Good News, Doodlers! Psychologists Say Adult Coloring Books Actually Do Lower Stress

Coloring tends to reduce bad moods—but it's still no substitute for legitimate art therapy.

Photo by Maxime De Ruyck.

Adult coloring books have, over the past two years, become one of the biggest sales phenomena to hit the modern publishing industry. Approximately 12 million adult coloring books sold in the US in 2015, boosting the sale of adult nonfiction by 6.6 percent and causing a global colored-pencil shortage.

Many attribute the trend to the purported therapeutic benefits of coloring—which, it turns out, are not just for children. The promotional copy on many of the books claims that the activity can reduce stress and promote mindfulness.

One of the most popular coloring books this year, Calm the F*ck Down—currently ranked among the top 100 best-selling books on Amazon—is filled with trippy patterns and sassy self-help sayings like, “Something to do until the Valium kicks in.”

But do the books really provide these far-reaching benefits? To find out, researchers at New Zealand’s University of Otago put the claims to the test.

For a recent study published in the Creativity Research Journal, psychologists gave 115 young women either a coloring book or a book of puzzles. Each day for seven days, the participants colored in pictures of animals, mandalas, and nature scenes, or completed non-artistic puzzles, like Sudoku and word searches. They also rated their stress, depression, and anxiety levels before and after completing the activities. (None of the participants reported severe symptoms.)

The study ultimately confirms what some others have found in the past: that the coloring exercises did—to a small, short-term degree—reduce symptoms of depression and anxiety. The puzzle exercises, on the other hand, didn’t have the same effect. Both categories, however, seemed to improve participants’ “mindfulness” by small margins.

“Coloring could be considered an act of everyday, of little c creativity in much the same way as gardening or gourmet cooking,” the paper says.

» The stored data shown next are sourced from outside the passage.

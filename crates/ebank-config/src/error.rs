//! Error types for ebank-config

use thiserror::Error;

/// Why a configuration could not be used
#[derive(Error, Debug)]
pub enum ConfigError {
    #[error("File not found: {path}")]
    FileNotFound { path: String },

    #[error("Cannot read {path}: {message}")]
    IoError { path: String, message: String },

    #[error("Invalid YAML format: {message}")]
    InvalidYaml { message: String },

    #[error("Invalid field value: {field} - {reason}")]
    InvalidValue { field: String, reason: String },
}

impl ConfigError {
    pub fn code(&self) -> &'static str {
        match self {
            ConfigError::FileNotFound { .. } => "FILE_NOT_FOUND",
            ConfigError::IoError { .. } => "IO_ERROR",
            ConfigError::InvalidYaml { .. } => "INVALID_YAML",
            ConfigError::InvalidValue { .. } => "INVALID_VALUE",
        }
    }

    /// Startup report: message, offending field and what to try next
    pub fn to_details(&self) -> ConfigErrorDetails {
        let (field, suggestions) = match self {
            ConfigError::FileNotFound { .. } => (
                None,
                vec![
                    "Check the --config path.".to_string(),
                    "Run with --print-default-config to generate a starting file.".to_string(),
                ],
            ),
            ConfigError::IoError { .. } => (
                None,
                vec!["Make sure the path is a regular file the server user can read.".to_string()],
            ),
            ConfigError::InvalidYaml { .. } => (
                None,
                vec!["Check indentation and quoting in the config file.".to_string()],
            ),
            ConfigError::InvalidValue { field, reason } => (Some(field.clone()), vec![reason.clone()]),
        };
        ConfigErrorDetails {
            code: self.code(),
            message: self.to_string(),
            field,
            suggestions,
        }
    }
}

#[derive(Debug, Clone)]
pub struct ConfigErrorDetails {
    pub code: &'static str,
    pub message: String,
    pub field: Option<String>,
    pub suggestions: Vec<String>,
}

impl std::fmt::Display for ConfigErrorDetails {
    fn fmt(&self, f: &mut std::fmt::Formatter<'_>) -> std::fmt::Result {
        write!(f, "[{}] {}", self.code, self.message)?;
        if let Some(field) = &self.field {
            write!(f, "\nField: {}", field)?;
        }
        for (i, suggestion) in self.suggestions.iter().enumerate() {
            if i == 0 {
                write!(f, "\nSuggestions:")?;
            }
            write!(f, "\n  - {}", suggestion)?;
        }
        Ok(())
    }
}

Other researchers, however, caution against the use of coloring books as a substitute for more traditional art therapy. “What many of these studies are lacking is the presence of a trained art therapist during the art-making portions of the experiments and the verbal processing of the art product created—both are crucial components of art therapy practice,” write the authors of a recent study in the Canadian Art Therapy Association Journal.

The researchers compared the after-effects experienced by adults who used coloring books with those who worked in a studio with art supplies and a trained art therapist who provided discussion and guidance, but no explicit direction. The results showed that both activities reduced negative feelings of stress and anxiety, but only the studio practice improved subjects’ already positive moods, offering heightened feelings of self-efficacy and creative agency.

“For many adults, entering an art studio, having a blank page in front of them, and being asked to create art can be quite an anxiety-provoking experience, so much so that most of them avoid this experience altogether,” the researchers say. “Yet it is precisely through having this initial discomfort and leaning into it, rather than stepping away from it, that leads to a change in one’s view of self.”